==== Records for processing
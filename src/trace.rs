//! Feature-gated tracing macros for the grounding pipeline.
//!
//! With the `tracing` feature the macros below are the `tracing` crate's own.
//! Without it they expand to nothing, so joins and fixpoint passes pay no
//! logging cost in release builds that leave the feature off.
//!
//! ```rust,ignore
//! use crate::trace::{debug, debug_span, trace};
//!
//! let _span = debug_span!("instantiate", action = %name).entered();
//! trace!(left = 3, right = 4, "hash_join");
//! debug!(pass = 2, added = 17, "fact layer pass");
//! ```

#[cfg(feature = "tracing")]
pub use tracing::{debug, debug_span, info, trace, warn, Span};

#[cfg(not(feature = "tracing"))]
mod noop {
    /// Stand-in for `tracing::Span`.
    pub struct Span;

    impl Span {
        pub fn none() -> Self {
            Span
        }

        pub fn entered(self) -> SpanGuard {
            SpanGuard
        }
    }

    pub struct SpanGuard;

    impl Drop for SpanGuard {
        fn drop(&mut self) {}
    }

    #[macro_export]
    macro_rules! trace {
        ($($tt:tt)*) => {};
    }

    #[macro_export]
    macro_rules! debug {
        ($($tt:tt)*) => {};
    }

    #[macro_export]
    macro_rules! info {
        ($($tt:tt)*) => {};
    }

    #[macro_export]
    macro_rules! warn {
        ($($tt:tt)*) => {};
    }

    #[macro_export]
    macro_rules! debug_span {
        ($($tt:tt)*) => {
            $crate::trace::Span::none()
        };
    }

    pub use crate::{debug, debug_span, info, trace, warn};
}

#[cfg(not(feature = "tracing"))]
pub use noop::*;

/// Environment variable consulted before `RUST_LOG`.
pub const LOG_ENV: &str = "RELGROUND_LOG";

/// Install a stderr subscriber.
///
/// The filter comes from `RELGROUND_LOG`, then `RUST_LOG`, then `info`.
/// Calling this more than once is harmless.
#[cfg(feature = "tracing")]
pub fn init_subscriber() {
    use tracing_subscriber::{fmt, prelude::*, EnvFilter};

    let filter = EnvFilter::try_from_env(LOG_ENV)
        .or_else(|_| EnvFilter::try_from_default_env())
        .unwrap_or_else(|_| EnvFilter::new("info"));

    tracing_subscriber::registry()
        .with(
            fmt::layer()
                .with_writer(std::io::stderr)
                .with_target(true)
                .with_ansi(false),
        )
        .with(filter)
        .try_init()
        .ok();
}

#[cfg(not(feature = "tracing"))]
pub fn init_subscriber() {}

/// Install a flamegraph layer writing folded stacks to `path`.
///
/// The returned guard flushes the file when dropped.
#[cfg(feature = "tracing")]
pub fn init_flamegraph(
    path: &str,
) -> Result<impl Drop, tracing_flame::Error> {
    use tracing_flame::FlameLayer;
    use tracing_subscriber::{prelude::*, registry::Registry};

    let (flame_layer, guard) = FlameLayer::with_file(path)?;
    Registry::default().with(flame_layer).try_init().ok();
    Ok(guard)
}

#[cfg(not(feature = "tracing"))]
pub fn init_flamegraph(_path: &str) -> Result<impl Drop, std::convert::Infallible> {
    struct NoopGuard;
    impl Drop for NoopGuard {
        fn drop(&mut self) {}
    }
    Ok(NoopGuard)
}

#[cfg(test)]
#[path = "tests/trace.rs"]
mod tests;
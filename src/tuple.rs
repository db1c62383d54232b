//! Ground tuples in two flavors.
//!
//! `Tuple` is an owned inline vector, copied freely. `SharedTuple` is an
//! immutable reference-counted slice whose equality and hash are purely
//! structural, so the same fact can live in a relation and in any number of
//! working tables without being copied, and a set of them never holds two
//! structurally equal tuples.

use rustc_hash::FxHasher;
use smallvec::SmallVec;
use std::borrow::Borrow;
use std::fmt;
use std::hash::{BuildHasherDefault, Hash, Hasher};
use std::ops::Deref;
use std::sync::Arc;

/// Index into a task's object list.
pub type ObjectId = u32;

/// Value-owned ground tuple.
pub type Tuple = SmallVec<[ObjectId; 4]>;

pub type FxBuildHasher = BuildHasherDefault<FxHasher>;
pub type FxHashMap<K, V> = hashbrown::HashMap<K, V, FxBuildHasher>;
pub type FxHashSet<T> = hashbrown::HashSet<T, FxBuildHasher>;

/// Immutable, shared, content-compared ground tuple.
#[derive(Clone, PartialEq, Eq, PartialOrd, Ord)]
pub struct SharedTuple(Arc<[ObjectId]>);

impl SharedTuple {
    pub fn new(values: &[ObjectId]) -> Self {
        SharedTuple(Arc::from(values))
    }

    /// The zero-length tuple; the single row of a table with no columns.
    pub fn unit() -> Self {
        SharedTuple(Arc::from(&[] as &[ObjectId]))
    }

    pub fn as_slice(&self) -> &[ObjectId] {
        &self.0
    }

    pub fn to_tuple(&self) -> Tuple {
        Tuple::from_slice(&self.0)
    }

    /// Whether both handles point at the same allocation.
    pub fn ptr_eq(&self, other: &SharedTuple) -> bool {
        Arc::ptr_eq(&self.0, &other.0)
    }
}

// Must agree with `<[ObjectId] as Hash>` so that sets keyed on `SharedTuple`
// can be probed with a borrowed slice.
impl Hash for SharedTuple {
    fn hash<H: Hasher>(&self, state: &mut H) {
        self.as_slice().hash(state);
    }
}

impl Borrow<[ObjectId]> for SharedTuple {
    fn borrow(&self) -> &[ObjectId] {
        &self.0
    }
}

impl Deref for SharedTuple {
    type Target = [ObjectId];

    fn deref(&self) -> &[ObjectId] {
        &self.0
    }
}

impl From<&[ObjectId]> for SharedTuple {
    fn from(values: &[ObjectId]) -> Self {
        SharedTuple::new(values)
    }
}

impl From<Vec<ObjectId>> for SharedTuple {
    fn from(values: Vec<ObjectId>) -> Self {
        SharedTuple(Arc::from(values))
    }
}

impl From<Tuple> for SharedTuple {
    fn from(values: Tuple) -> Self {
        SharedTuple::new(&values)
    }
}

impl FromIterator<ObjectId> for SharedTuple {
    fn from_iter<I: IntoIterator<Item = ObjectId>>(iter: I) -> Self {
        SharedTuple(iter.into_iter().collect())
    }
}

impl fmt::Debug for SharedTuple {
    fn fmt(&self, f: &mut fmt::Formatter<'_>) -> fmt::Result {
        fmt::Debug::fmt(self.as_slice(), f)
    }
}

/// Gather `row[columns[i]]` for each `i` into a fresh tuple.
#[inline]
pub fn project(row: &[ObjectId], columns: &[usize]) -> Tuple {
    columns.iter().map(|&c| row[c]).collect()
}

#[cfg(test)]
#[path = "tests/tuple.rs"]
mod tests;
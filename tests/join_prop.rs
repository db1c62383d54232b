use std::collections::{BTreeMap, BTreeSet};

use proptest::prelude::*;
use relground::join::{hash_join, hash_join_projected, hash_join_shared};
use relground::model::PredicateId;
use relground::state::Relation;
use relground::table::{SharedTable, Table, VarIndex};
use relground::tuple::{ObjectId, SharedTuple, Tuple};

const VARS: [VarIndex; 4] = [0, 1, 2, 3];

type Binding = BTreeMap<VarIndex, ObjectId>;

#[derive(Clone, Debug)]
struct RawTable {
    index: Vec<VarIndex>,
    rows: Vec<Vec<ObjectId>>,
}

impl RawTable {
    fn table(&self) -> Table {
        Table::new(
            self.rows.iter().map(|r| Tuple::from_slice(r)).collect(),
            self.index.clone(),
        )
    }

    fn shared(&self) -> SharedTable {
        SharedTable::new(
            self.rows.iter().map(|r| SharedTuple::new(r)).collect(),
            self.index.clone(),
        )
    }
}

fn raw_table_strategy() -> impl Strategy<Value = RawTable> {
    prop::sample::subsequence(VARS.to_vec(), 0..=3)
        .prop_shuffle()
        .prop_flat_map(|index| {
            let arity = index.len();
            (
                Just(index),
                prop::collection::vec(prop::collection::vec(0u32..3, arity), 0..6),
            )
        })
        .prop_map(|(index, rows)| RawTable { index, rows })
}

fn binding(index: &[VarIndex], row: &[ObjectId]) -> Binding {
    index.iter().copied().zip(row.iter().copied()).collect()
}

/// Nested-loop natural join, one binding per compatible pair.
fn brute_force(a: &RawTable, b: &RawTable) -> Vec<Binding> {
    let mut out = Vec::new();
    for l in &a.rows {
        for r in &b.rows {
            let left = binding(&a.index, l);
            let right = binding(&b.index, r);
            if right.iter().all(|(v, x)| left.get(v).map_or(true, |y| x == y)) {
                let mut joined = left;
                joined.extend(right);
                out.push(joined);
            }
        }
    }
    out.sort();
    out
}

fn table_bindings(table: &Table) -> Vec<Binding> {
    let mut out: Vec<Binding> = table
        .tuples
        .iter()
        .map(|t| binding(&table.tuple_index, t))
        .collect();
    out.sort();
    out
}

fn shared_bindings(table: &SharedTable) -> BTreeSet<Binding> {
    table
        .tuples
        .iter()
        .map(|t| binding(&table.tuple_index, t))
        .collect()
}

proptest! {
    #![proptest_config(ProptestConfig::with_cases(256))]

    #[test]
    fn hash_join_matches_nested_loops(a in raw_table_strategy(), b in raw_table_strategy()) {
        let joined = hash_join(&a.table(), &b.table());
        prop_assert_eq!(table_bindings(&joined), brute_force(&a, &b));
    }

    #[test]
    fn output_columns_are_left_then_new_right(a in raw_table_strategy(), b in raw_table_strategy()) {
        let joined = hash_join(&a.table(), &b.table());
        let mut expected = a.index.clone();
        expected.extend(b.index.iter().filter(|v| !a.index.contains(v)));
        prop_assert_eq!(joined.tuple_index, expected);
    }

    #[test]
    fn shared_join_is_the_deduplicated_natural_join(
        a in raw_table_strategy(),
        b in raw_table_strategy(),
    ) {
        let joined = hash_join_shared(&a.shared(), &b.shared());
        let expected: BTreeSet<Binding> = brute_force(&a, &b).into_iter().collect();
        prop_assert_eq!(shared_bindings(&joined), expected);
    }

    #[test]
    fn projected_join_is_the_projection_of_the_join(
        a in raw_table_strategy(),
        b in raw_table_strategy(),
        required in prop::sample::subsequence(VARS.to_vec(), 0..=4),
    ) {
        let joined = hash_join_projected(&a.shared(), &b.shared(), &required);
        let expected: BTreeSet<Binding> = brute_force(&a, &b)
            .into_iter()
            .map(|m| m.into_iter().filter(|(v, _)| required.contains(v)).collect())
            .collect();
        prop_assert_eq!(shared_bindings(&joined), expected);
        prop_assert!(joined.tuple_index.iter().all(|v| required.contains(v)));
    }

    #[test]
    fn reinsertion_never_grows_a_relation(
        rows in prop::collection::vec(prop::collection::vec(0u32..4, 2), 0..20),
    ) {
        let mut relation = Relation::new(PredicateId(0));
        for row in &rows {
            relation.insert_slice(row);
        }
        let distinct: BTreeSet<&Vec<ObjectId>> = rows.iter().collect();
        prop_assert_eq!(relation.len(), distinct.len());

        for row in &rows {
            prop_assert!(!relation.insert(SharedTuple::new(row)));
            prop_assert!(relation.contains(row));
        }
        prop_assert_eq!(relation.len(), distinct.len());
    }
}
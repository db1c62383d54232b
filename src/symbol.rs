use lasso::{Spur, ThreadedRodeo};

/// Interned name of an object, predicate, type or action.
pub type Symbol = Spur;

/// Thread-safe interner for task names.
///
/// Equal strings always intern to the same `Symbol`, so name lookups in a
/// `Task` compare integers rather than strings.
pub struct SymbolStore {
    rodeo: ThreadedRodeo,
}

impl SymbolStore {
    pub fn new() -> Self {
        Self {
            rodeo: ThreadedRodeo::new(),
        }
    }

    /// Intern `name`, returning the existing symbol if it was seen before.
    pub fn intern(&self, name: &str) -> Symbol {
        self.rodeo.get_or_intern(name)
    }

    /// Resolve a symbol back to its string. `None` for foreign symbols.
    pub fn resolve(&self, symbol: Symbol) -> Option<&str> {
        self.rodeo.try_resolve(&symbol)
    }

    /// Look up a symbol without interning.
    pub fn get(&self, name: &str) -> Option<Symbol> {
        self.rodeo.get(name)
    }

    pub fn len(&self) -> usize {
        self.rodeo.len()
    }

    pub fn is_empty(&self) -> bool {
        self.rodeo.is_empty()
    }
}

impl Default for SymbolStore {
    fn default() -> Self {
        Self::new()
    }
}

impl std::fmt::Debug for SymbolStore {
    fn fmt(&self, f: &mut std::fmt::Formatter<'_>) -> std::fmt::Result {
        f.debug_struct("SymbolStore")
            .field("len", &self.rodeo.len())
            .finish()
    }
}

#[cfg(test)]
#[path = "tests/symbol.rs"]
mod tests;
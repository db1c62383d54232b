//! Lifted task vocabulary: objects, predicates, atoms and action schemas.

use crate::tuple::{ObjectId, Tuple};
use smallvec::SmallVec;

/// Index of a predicate in the task's predicate list.
#[derive(Clone, Copy, Debug, PartialEq, Eq, Hash, PartialOrd, Ord)]
pub struct PredicateId(pub u32);

impl PredicateId {
    #[inline]
    pub fn index(self) -> usize {
        self.0 as usize
    }
}

/// Index of a declared object type.
#[derive(Clone, Copy, Debug, PartialEq, Eq, Hash, PartialOrd, Ord)]
pub struct ObjectType(pub u32);

/// Name of the built-in equality predicate.
pub const EQUALITY: &str = "=";

#[derive(Clone, Debug, PartialEq, Eq)]
pub struct Object {
    pub name: String,
    /// Declared types, already closed under supertypes.
    pub types: SmallVec<[ObjectType; 2]>,
}

impl Object {
    pub fn has_type(&self, ty: ObjectType) -> bool {
        self.types.contains(&ty)
    }
}

#[derive(Clone, Debug, PartialEq, Eq)]
pub struct Predicate {
    pub name: String,
    pub arity: usize,
    /// True iff no action effect ever mentions this predicate.
    pub is_static: bool,
}

impl Predicate {
    pub fn is_equality(&self) -> bool {
        self.name == EQUALITY
    }
}

/// One argument position of an atom.
#[derive(Clone, Copy, Debug, PartialEq, Eq, Hash)]
pub enum Argument {
    /// Bound to a specific object.
    Constant(ObjectId),
    /// Bound to a position in the owning schema's parameter list.
    Parameter(usize),
}

impl Argument {
    pub fn is_constant(self) -> bool {
        matches!(self, Argument::Constant(_))
    }

    pub fn as_parameter(self) -> Option<usize> {
        match self {
            Argument::Parameter(p) => Some(p),
            Argument::Constant(_) => None,
        }
    }

    pub fn as_constant(self) -> Option<ObjectId> {
        match self {
            Argument::Constant(c) => Some(c),
            Argument::Parameter(_) => None,
        }
    }
}

/// A predicate applied to arguments, possibly negated.
#[derive(Clone, Debug, PartialEq, Eq, Hash)]
pub struct Atom {
    pub predicate: PredicateId,
    pub arguments: SmallVec<[Argument; 4]>,
    pub negated: bool,
}

impl Atom {
    pub fn new(predicate: PredicateId, arguments: impl IntoIterator<Item = Argument>) -> Self {
        Self {
            predicate,
            arguments: arguments.into_iter().collect(),
            negated: false,
        }
    }

    pub fn negated(predicate: PredicateId, arguments: impl IntoIterator<Item = Argument>) -> Self {
        Self {
            negated: true,
            ..Self::new(predicate, arguments)
        }
    }

    /// True iff every argument is a constant (nullary atoms included).
    pub fn is_ground(&self) -> bool {
        self.arguments.iter().all(|a| a.is_constant())
    }

    /// The constant tuple of a ground atom.
    pub fn ground_tuple(&self) -> Option<Tuple> {
        self.arguments.iter().map(|a| a.as_constant()).collect()
    }

    /// Distinct parameters in order of first occurrence.
    pub fn parameters(&self) -> SmallVec<[usize; 4]> {
        let mut params = SmallVec::new();
        for p in self.arguments.iter().filter_map(|a| a.as_parameter()) {
            if !params.contains(&p) {
                params.push(p);
            }
        }
        params
    }

    /// Substitute `binding` for the parameters, yielding a ground tuple.
    ///
    /// `binding[k]` is the object for parameter `k`.
    pub fn ground_with(&self, binding: &[ObjectId]) -> Tuple {
        self.arguments
            .iter()
            .map(|a| match *a {
                Argument::Constant(c) => c,
                Argument::Parameter(p) => binding[p],
            })
            .collect()
    }
}

#[derive(Clone, Debug, PartialEq, Eq)]
pub struct Parameter {
    pub name: String,
    pub ty: ObjectType,
}

/// A parametrized action template.
#[derive(Clone, Debug, PartialEq, Eq)]
pub struct ActionSchema {
    pub name: String,
    /// Position of this schema in the task's action list.
    pub index: usize,
    pub parameters: Vec<Parameter>,
    pub precondition: Vec<Atom>,
    /// Negated effects are deletions.
    pub effects: Vec<Atom>,
    pub cost: u32,
}

impl ActionSchema {
    pub fn is_ground(&self) -> bool {
        self.parameters.is_empty()
    }

    pub fn positive_effects(&self) -> impl Iterator<Item = &Atom> {
        self.effects.iter().filter(|e| !e.negated)
    }
}
//! Grounding entry point for one task.
//!
//! A [`Grounder`] precompiles every schema once and then answers
//! instantiation and applicability queries against any number of live
//! states. It only reads the task, so one grounder may serve concurrent
//! searches.

use crate::error::GroundingError;
use crate::instantiate;
use crate::metrics::GroundingMetrics;
use crate::model::ActionSchema;
use crate::precompile::{precompile, PrecompiledActionData};
use crate::state::DBState;
use crate::table::{SharedTable, VarIndex};
use crate::task::Task;
use crate::tuple::Tuple;

/// An action schema together with one binding of its parameters.
#[derive(Clone, Debug, PartialEq, Eq, Hash, PartialOrd, Ord)]
pub struct LiftedOperatorId {
    pub action: usize,
    /// `instantiation[k]` is the object bound to parameter `k`.
    pub instantiation: Tuple,
}

impl LiftedOperatorId {
    pub fn new(action: usize, instantiation: Tuple) -> Self {
        Self {
            action,
            instantiation,
        }
    }

    /// `name(obj, obj)`, or the bare name for a ground action.
    pub fn describe(&self, task: &Task) -> String {
        let name = &task.action_schemas()[self.action].name;
        if self.instantiation.is_empty() {
            return name.clone();
        }
        let args: Vec<&str> = self
            .instantiation
            .iter()
            .map(|&o| task.objects()[o as usize].name.as_str())
            .collect();
        format!("{}({})", name, args.join(", "))
    }
}

#[derive(Debug)]
pub struct Grounder<'t> {
    task: &'t Task,
    action_data: Vec<PrecompiledActionData>,
    metrics: GroundingMetrics,
}

impl<'t> Grounder<'t> {
    /// Precompile every schema of `task`.
    pub fn new(task: &'t Task) -> Result<Self, GroundingError> {
        Ok(Self {
            task,
            action_data: precompile(task)?,
            metrics: GroundingMetrics::new(),
        })
    }

    pub fn task(&self) -> &'t Task {
        self.task
    }

    pub fn metrics(&self) -> &GroundingMetrics {
        &self.metrics
    }

    pub fn action_data(&self, action: usize) -> Result<&PrecompiledActionData, GroundingError> {
        self.action_data
            .get(action)
            .ok_or(GroundingError::UnknownAction(action))
    }

    fn schema(
        &self,
        action: usize,
    ) -> Result<(&'t ActionSchema, &PrecompiledActionData), GroundingError> {
        let schema = self
            .task
            .action_schemas()
            .get(action)
            .ok_or(GroundingError::UnknownAction(action))?;
        Ok((schema, self.action_data(action)?))
    }

    /// Valid bindings of a lifted schema's parameters in `state`.
    pub fn instantiate(
        &self,
        action: usize,
        state: &DBState,
        relevant: Option<&[VarIndex]>,
    ) -> Result<SharedTable, GroundingError> {
        let (schema, data) = self.schema(action)?;
        instantiate::instantiate_with(schema, data, state, relevant, &self.metrics)
    }

    /// Applicability of a zero-parameter schema.
    pub fn is_ground_applicable(
        &self,
        action: usize,
        state: &DBState,
    ) -> Result<bool, GroundingError> {
        let (schema, _) = self.schema(action)?;
        Ok(instantiate::is_ground_applicable(
            schema,
            state,
            self.task.static_info(),
        ))
    }

    /// Every applicable operator of one schema, sorted.
    pub fn applicable_actions(
        &self,
        action: usize,
        state: &DBState,
    ) -> Result<Vec<LiftedOperatorId>, GroundingError> {
        let (_, data) = self.schema(action)?;
        if data.is_ground {
            return Ok(if self.is_ground_applicable(action, state)? {
                vec![LiftedOperatorId::new(action, Tuple::new())]
            } else {
                Vec::new()
            });
        }

        // Without a relevant set, columns follow parameter order.
        let table = self.instantiate(action, state, None)?;
        let mut operators: Vec<LiftedOperatorId> = table
            .tuples
            .iter()
            .map(|row| LiftedOperatorId::new(action, row.to_tuple()))
            .collect();
        operators.sort();
        Ok(operators)
    }

    /// Every applicable operator of every schema, by schema then binding.
    pub fn all_applicable_actions(
        &self,
        state: &DBState,
    ) -> Result<Vec<LiftedOperatorId>, GroundingError> {
        let mut operators = Vec::new();
        for action in 0..self.action_data.len() {
            operators.extend(self.applicable_actions(action, state)?);
        }
        Ok(operators)
    }
}

#[cfg(test)]
#[path = "tests/grounder.rs"]
mod tests;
========
Work to be completed - Find the word "prelude" in the data and copy out each line where it turns up.

Response area -
    use tracing_subscriber::{fmt, prelude::*, EnvFilter};
    use tracing_subscriber::{prelude::*, registry::Registry};
use proptest::prelude::*;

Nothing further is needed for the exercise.